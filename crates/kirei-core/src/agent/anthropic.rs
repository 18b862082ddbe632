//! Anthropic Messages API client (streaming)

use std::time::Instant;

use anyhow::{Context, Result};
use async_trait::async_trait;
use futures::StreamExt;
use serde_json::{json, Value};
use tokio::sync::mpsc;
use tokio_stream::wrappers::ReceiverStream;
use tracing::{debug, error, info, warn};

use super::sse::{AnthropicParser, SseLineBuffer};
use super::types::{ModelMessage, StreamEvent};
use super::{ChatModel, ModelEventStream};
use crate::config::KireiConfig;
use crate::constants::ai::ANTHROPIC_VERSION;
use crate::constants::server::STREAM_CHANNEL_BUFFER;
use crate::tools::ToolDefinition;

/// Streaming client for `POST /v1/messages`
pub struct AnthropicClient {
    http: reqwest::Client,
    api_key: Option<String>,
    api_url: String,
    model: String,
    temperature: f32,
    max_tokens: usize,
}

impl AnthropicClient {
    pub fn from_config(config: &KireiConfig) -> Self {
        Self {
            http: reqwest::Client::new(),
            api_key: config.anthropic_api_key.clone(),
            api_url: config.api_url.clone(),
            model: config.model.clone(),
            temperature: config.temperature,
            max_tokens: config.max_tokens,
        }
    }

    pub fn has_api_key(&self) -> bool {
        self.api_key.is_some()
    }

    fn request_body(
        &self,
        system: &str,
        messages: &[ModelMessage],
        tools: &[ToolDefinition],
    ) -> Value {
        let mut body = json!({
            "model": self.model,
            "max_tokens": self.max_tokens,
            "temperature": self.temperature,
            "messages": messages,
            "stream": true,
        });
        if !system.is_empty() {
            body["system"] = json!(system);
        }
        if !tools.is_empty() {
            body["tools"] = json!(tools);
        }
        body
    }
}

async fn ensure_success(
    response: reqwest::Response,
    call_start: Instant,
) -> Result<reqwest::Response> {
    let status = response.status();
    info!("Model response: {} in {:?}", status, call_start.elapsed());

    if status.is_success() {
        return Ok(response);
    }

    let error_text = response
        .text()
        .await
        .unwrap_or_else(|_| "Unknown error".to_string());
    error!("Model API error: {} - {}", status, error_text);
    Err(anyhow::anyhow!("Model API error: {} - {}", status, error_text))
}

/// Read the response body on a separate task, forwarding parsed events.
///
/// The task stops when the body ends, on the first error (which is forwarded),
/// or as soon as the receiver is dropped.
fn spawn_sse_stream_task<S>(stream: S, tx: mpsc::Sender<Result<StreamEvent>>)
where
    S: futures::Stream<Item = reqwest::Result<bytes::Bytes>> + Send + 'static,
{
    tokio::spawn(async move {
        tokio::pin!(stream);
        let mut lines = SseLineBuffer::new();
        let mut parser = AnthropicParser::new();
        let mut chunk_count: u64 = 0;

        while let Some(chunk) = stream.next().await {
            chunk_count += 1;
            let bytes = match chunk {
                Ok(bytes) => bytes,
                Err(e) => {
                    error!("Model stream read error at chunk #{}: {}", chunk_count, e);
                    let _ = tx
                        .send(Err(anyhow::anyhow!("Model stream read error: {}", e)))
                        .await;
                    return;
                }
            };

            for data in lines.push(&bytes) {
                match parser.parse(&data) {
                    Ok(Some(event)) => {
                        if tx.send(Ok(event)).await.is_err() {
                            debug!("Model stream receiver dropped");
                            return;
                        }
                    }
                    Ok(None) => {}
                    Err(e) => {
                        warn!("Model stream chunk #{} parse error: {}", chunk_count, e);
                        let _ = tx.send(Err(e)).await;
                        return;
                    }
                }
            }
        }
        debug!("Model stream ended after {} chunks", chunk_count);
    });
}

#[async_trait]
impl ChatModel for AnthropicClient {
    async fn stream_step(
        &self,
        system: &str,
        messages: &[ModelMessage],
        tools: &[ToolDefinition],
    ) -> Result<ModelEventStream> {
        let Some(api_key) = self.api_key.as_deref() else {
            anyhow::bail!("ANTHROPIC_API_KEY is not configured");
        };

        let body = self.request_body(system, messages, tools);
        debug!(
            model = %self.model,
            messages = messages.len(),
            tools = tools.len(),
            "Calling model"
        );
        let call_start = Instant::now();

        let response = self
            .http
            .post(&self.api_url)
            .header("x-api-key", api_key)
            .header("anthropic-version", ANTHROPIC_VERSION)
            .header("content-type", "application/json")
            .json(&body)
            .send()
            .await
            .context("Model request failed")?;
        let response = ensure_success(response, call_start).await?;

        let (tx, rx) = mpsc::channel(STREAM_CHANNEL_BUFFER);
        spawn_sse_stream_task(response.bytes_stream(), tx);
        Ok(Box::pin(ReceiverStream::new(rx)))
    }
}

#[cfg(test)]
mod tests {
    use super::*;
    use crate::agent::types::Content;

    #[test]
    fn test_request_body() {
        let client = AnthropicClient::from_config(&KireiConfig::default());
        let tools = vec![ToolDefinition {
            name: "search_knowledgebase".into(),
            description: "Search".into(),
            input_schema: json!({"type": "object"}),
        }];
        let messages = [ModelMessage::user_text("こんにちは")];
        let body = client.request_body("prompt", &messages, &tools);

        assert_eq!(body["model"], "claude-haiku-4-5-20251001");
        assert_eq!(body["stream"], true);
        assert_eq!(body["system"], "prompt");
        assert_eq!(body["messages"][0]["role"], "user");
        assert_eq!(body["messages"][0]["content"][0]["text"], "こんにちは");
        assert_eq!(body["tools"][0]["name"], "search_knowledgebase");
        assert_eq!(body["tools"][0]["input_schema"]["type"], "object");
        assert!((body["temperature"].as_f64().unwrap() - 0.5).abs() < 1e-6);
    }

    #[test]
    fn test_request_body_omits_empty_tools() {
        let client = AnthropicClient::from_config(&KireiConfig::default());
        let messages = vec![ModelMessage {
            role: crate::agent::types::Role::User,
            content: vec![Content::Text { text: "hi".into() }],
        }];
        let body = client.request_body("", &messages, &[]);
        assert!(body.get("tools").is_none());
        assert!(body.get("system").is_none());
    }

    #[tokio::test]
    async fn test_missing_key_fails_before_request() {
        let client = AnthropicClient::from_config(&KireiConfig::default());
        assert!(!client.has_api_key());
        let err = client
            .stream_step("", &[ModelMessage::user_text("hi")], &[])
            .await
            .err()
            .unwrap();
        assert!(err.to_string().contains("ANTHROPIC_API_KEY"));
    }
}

==

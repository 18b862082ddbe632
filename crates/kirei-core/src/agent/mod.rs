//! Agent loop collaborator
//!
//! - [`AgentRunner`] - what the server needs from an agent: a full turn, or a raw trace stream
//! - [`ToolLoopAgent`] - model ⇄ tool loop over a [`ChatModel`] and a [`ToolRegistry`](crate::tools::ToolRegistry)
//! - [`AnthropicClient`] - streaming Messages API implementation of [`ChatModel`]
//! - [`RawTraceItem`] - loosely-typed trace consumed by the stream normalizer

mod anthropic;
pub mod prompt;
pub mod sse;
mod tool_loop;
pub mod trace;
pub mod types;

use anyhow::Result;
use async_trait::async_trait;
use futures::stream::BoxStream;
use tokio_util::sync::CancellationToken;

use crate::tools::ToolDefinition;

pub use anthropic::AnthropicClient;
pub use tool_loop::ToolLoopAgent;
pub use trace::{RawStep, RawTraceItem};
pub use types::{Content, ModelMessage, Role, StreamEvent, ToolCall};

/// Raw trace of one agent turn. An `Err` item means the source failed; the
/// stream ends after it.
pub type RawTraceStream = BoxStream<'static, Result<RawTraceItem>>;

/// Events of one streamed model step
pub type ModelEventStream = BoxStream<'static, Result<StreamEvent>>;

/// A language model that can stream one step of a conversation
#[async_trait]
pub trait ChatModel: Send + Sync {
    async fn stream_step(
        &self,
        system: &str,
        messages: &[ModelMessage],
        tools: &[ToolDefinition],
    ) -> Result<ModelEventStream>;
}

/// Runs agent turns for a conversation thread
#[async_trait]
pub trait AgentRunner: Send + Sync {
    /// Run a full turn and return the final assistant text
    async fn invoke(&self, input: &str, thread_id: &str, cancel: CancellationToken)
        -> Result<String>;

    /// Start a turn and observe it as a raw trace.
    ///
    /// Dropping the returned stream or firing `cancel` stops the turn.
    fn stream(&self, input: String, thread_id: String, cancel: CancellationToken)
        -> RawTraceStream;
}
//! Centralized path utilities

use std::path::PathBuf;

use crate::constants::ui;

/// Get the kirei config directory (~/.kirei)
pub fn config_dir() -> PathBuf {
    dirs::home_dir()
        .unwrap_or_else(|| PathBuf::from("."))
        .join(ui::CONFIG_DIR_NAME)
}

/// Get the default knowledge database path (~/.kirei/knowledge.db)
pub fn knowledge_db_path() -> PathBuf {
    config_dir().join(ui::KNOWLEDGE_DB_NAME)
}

What you have to do |
Out of the data above, set down the lines from the one with "filename crates/kirei-core/src/agent/anthropic.rs" to the one with "use tokio::sync::mpsc;", both included, exactly as written and with no additions.

Exercise solution |
filename crates/kirei-core/src/agent/anthropic.rs
repository 18b862082ddbe632
//! Anthropic Messages API client (streaming)

use std::time::Instant;

use anyhow::{Context, Result};
use async_trait::async_trait;
use futures::StreamExt;
use serde_json::{json, Value};
use tokio::sync::mpsc;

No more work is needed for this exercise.